1964, Movies

The Incredibly Strange Creatures Who Stopped Living and Became Mixed-Up Zombies (1964, Ray Dennis Steckler)

The movie begins with a fortune teller getting her minion to attack someone she doesn’t like very much. Though everything about the scene doesn’t work well – the lighting, the audio, the acting – at least it makes you think that his hilariously titled film with have some action. Alas, that is now what happens.

There are two competing storylines at the after the intro. In one, there is a drunken dancer who might lose her job as the, um, featured attraction at a night club. (Where the MC might be deliberately bombing, it’s hard to tell.) The other is a man and his friend, who has a hilariously thick accent, taking the man’s date to the fair. Both of these storylines have very little drama to them and are pretty boring. Though it only takes like 45 minutes to get going, it feels like it takes forever. There are multiple musical numbers padding everything out. Like at least seven of them. In an 82 minute film.
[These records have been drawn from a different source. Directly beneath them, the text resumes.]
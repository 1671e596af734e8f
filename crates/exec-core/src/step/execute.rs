use std::time::Instant;

use log::{info, warn};

use super::{ExecutionResult, Outcome, Step, StepResult};
use crate::errors::ExecutionError;
use crate::model::{ExecutedContext, ExecutionStatus, UpToDateContext, UpToDateDecision};
use crate::work::WorkRequest;

/// Ejecuta la unidad de trabajo o la salta si está up-to-date.
///
/// - Up-to-date: termina la cadena sin invocar la unidad, reutilizando el
///   estado previo. No se escribe historial.
/// - Fallo: termina la cadena con `Failed`, salvo que la unidad declare sus
///   resultados parciales cacheables (entonces sigue hacia captura).
#[derive(Debug, Clone, Copy, Default)]
pub struct ExecuteStep;

impl Step for ExecuteStep {
    type Input = UpToDateContext;
    type Output = ExecutedContext;

    fn execute(&self, context: UpToDateContext) -> StepResult<ExecutedContext> {
        let unique_id = context.identity.unique_id().to_string();
        let execution = match &context.decision {
            UpToDateDecision::UpToDate { reason } => {
                info!("{} is up to date: {reason}", context.work().display_name());
                let mut result = ExecutionResult::new(Outcome::UpToDate { reason: reason.clone() }, unique_id);
                result.execution_state = context.after_previous_execution_state.clone();
                return StepResult::Finished(result);
            }
            UpToDateDecision::OutOfDate { reasons } => {
                let work = context.work();
                info!("executing {}: {}", work.display_name(), reasons.join("; "));
                let request = WorkRequest { reasons,
                                            previous_state: context.after_previous_execution_state.as_ref() };
                let started = Instant::now();
                let outcome = work.execute(&request);
                let execution_time_ms = u64::try_from(started.elapsed().as_millis()).unwrap_or(u64::MAX);
                match outcome {
                    Ok(output) => ExecutionStatus::Completed { output, execution_time_ms },
                    Err(e) if work.partial_results_cacheable() => {
                        warn!("{} failed, keeping partial results: {e}", work.display_name());
                        ExecutionStatus::FailedWithPartialResults { cause: ExecutionError::Work(e),
                                                                    execution_time_ms }
                    }
                    Err(e) => {
                        warn!("{} failed: {e}", work.display_name());
                        return StepResult::Finished(ExecutionResult::failed(e, unique_id));
                    }
                }
            }
        };
        StepResult::Continue(ExecutedContext::new(context, execution))
    }
}
//! buildexec: fachada sobre `exec-core` y `exec-persistence`.
//!
//! Re-exporta ambos crates y agrega `demo`, una unidad de trabajo de ejemplo
//! que usa el binario `buildexec-demo`.

pub mod demo;

pub use exec_core;
pub use exec_persistence;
Eventually the guy gets upset that his date doesn’t want to go see some dancers, and he goes himself. There, he is invited back stage and he is hypnotized using one of those hilarious wheels. This is what brings about the highlight of the movie, repeated, aggressive zooms into the protagonist’s face, seemingly the inspiration for the gag from “Monster Chiller Horror Theatre.” Not long after, the camera just spins. First it doze a complete circle and then it goes absolutely crazy.

Then there is an extended dream sequence – because the protagonist is not a zombie in any sense that we understand it now – where all the women of the piece say things to him super-imposed over other images.

I’m not really sure what they were up to. They were hypnotizing people to do their bidding and then scarring them with acid and keeping them? That doesn’t make a lot of sense. Also, if they only got acid on their faces, why did their bodies change so much? Oh yeah, Zombies.

The climax unfolds between the incredibly strange creatures (who are absolutely not zombies) and some police we’ve literally never met before. Also, the climax happens at night. But when Jerry and Angela encounter each other again and he runs outside, it is the middle of the day! That’s a truly great continuity error.

This is not the worst movie I’ve ever seen. There are definitely ones that were more boring or even more poorly produced. (The sound is bad here but not the worst I’ve ever heard, and the lighting is only bad in some scenes.) But 7 musical numbers in 82 minutes is intolerable, even if that music is actually better than you would think for such a shitty film. The sheer number of characters for such a short movie with a such a simple plot is also egregious. And the crazy camera work. I think it might be an all-timer.


Also, apparently the mole on the seer’s face moves throughout the movie.